Тем, кого он любил, общаться с ним было легко. В этих случаях чувствовалось, что он всегда рядом. Считать, что кого- то знаешь, — ловушка; кто может знать, знаем мы этого человека или нет? Мы строим всякие предположения на его счет, считаем, что знаем его достаточно хорошо, а потом он возьмет да и выкинет что-нибудь непонятное. Иосиф никогда не делал необъяснимых поступков.

Что было самым приятным и самым неприятным из того, что он вам когда-либо говорил?

Не знаю. Не могу припомнить ни самого приятного, ни самого неприятного — я никогда не оценивал с этой точки зрения то, что он говорил.

Если бы вы сейчас вдруг столкнулись с Иосифом в Нью- Йорке, что бы вы ему сказали?

Первым делом я спросил бы его, как он сюда попал.

Не помните ли вы обстоятельств посвящения вам стихотворения "Секстет"?

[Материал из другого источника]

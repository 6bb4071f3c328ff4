use serde::Deserialize;

/// Application configuration loaded from environment variables
#[derive(Debug, Deserialize, Clone)]
pub struct Config {
    /// Server host address
    #[serde(default = "default_host")]
    pub host: String,

    /// Server port
    #[serde(default = "default_port")]
    pub port: u16,

    /// Secret used to sign session tokens
    #[serde(default = "default_jwt_secret")]
    pub jwt_secret: String,

    /// Directory holding uploaded poster assets
    #[serde(default = "default_poster_dir")]
    pub poster_dir: String,
}

fn default_host() -> String {
    "127.0.0.1".to_string()
}

fn default_port() -> u16 {
    3000
}

fn default_jwt_secret() -> String {
    // Development fallback only; set JWT_SECRET in any real deployment.
    "insecure-dev-secret".to_string()
}

fn default_poster_dir() -> String {
    "posters".to_string()
}

impl Config {
    /// Load configuration from environment variables
    pub fn from_env() -> anyhow::Result<Self> {
        dotenvy::dotenv().ok();
        envy::from_env::<Config>().map_err(|e| anyhow::anyhow!("Failed to load config: {}", e))
    }
}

Помню, что был польщен тем, что Иосиф посвятил это стихотворение мне, но обстоятельств не помню.

Вам известно, как Иосиф любил красоту. Что служило для него "мерилом совершенства", с помощью которого он оценивал красоту, будь то красота женщины или кошки?

Иосиф никогда не говорил мне, по каким меркам оценивает красоту женщин и кошек.

У вас наверняка есть стихотворение, посвященное или адресованное Иосифу? Можно мне включить его в книгу?

В моей книге "Blizzard of One" есть стихотворение памяти Иосифа; можете его использовать.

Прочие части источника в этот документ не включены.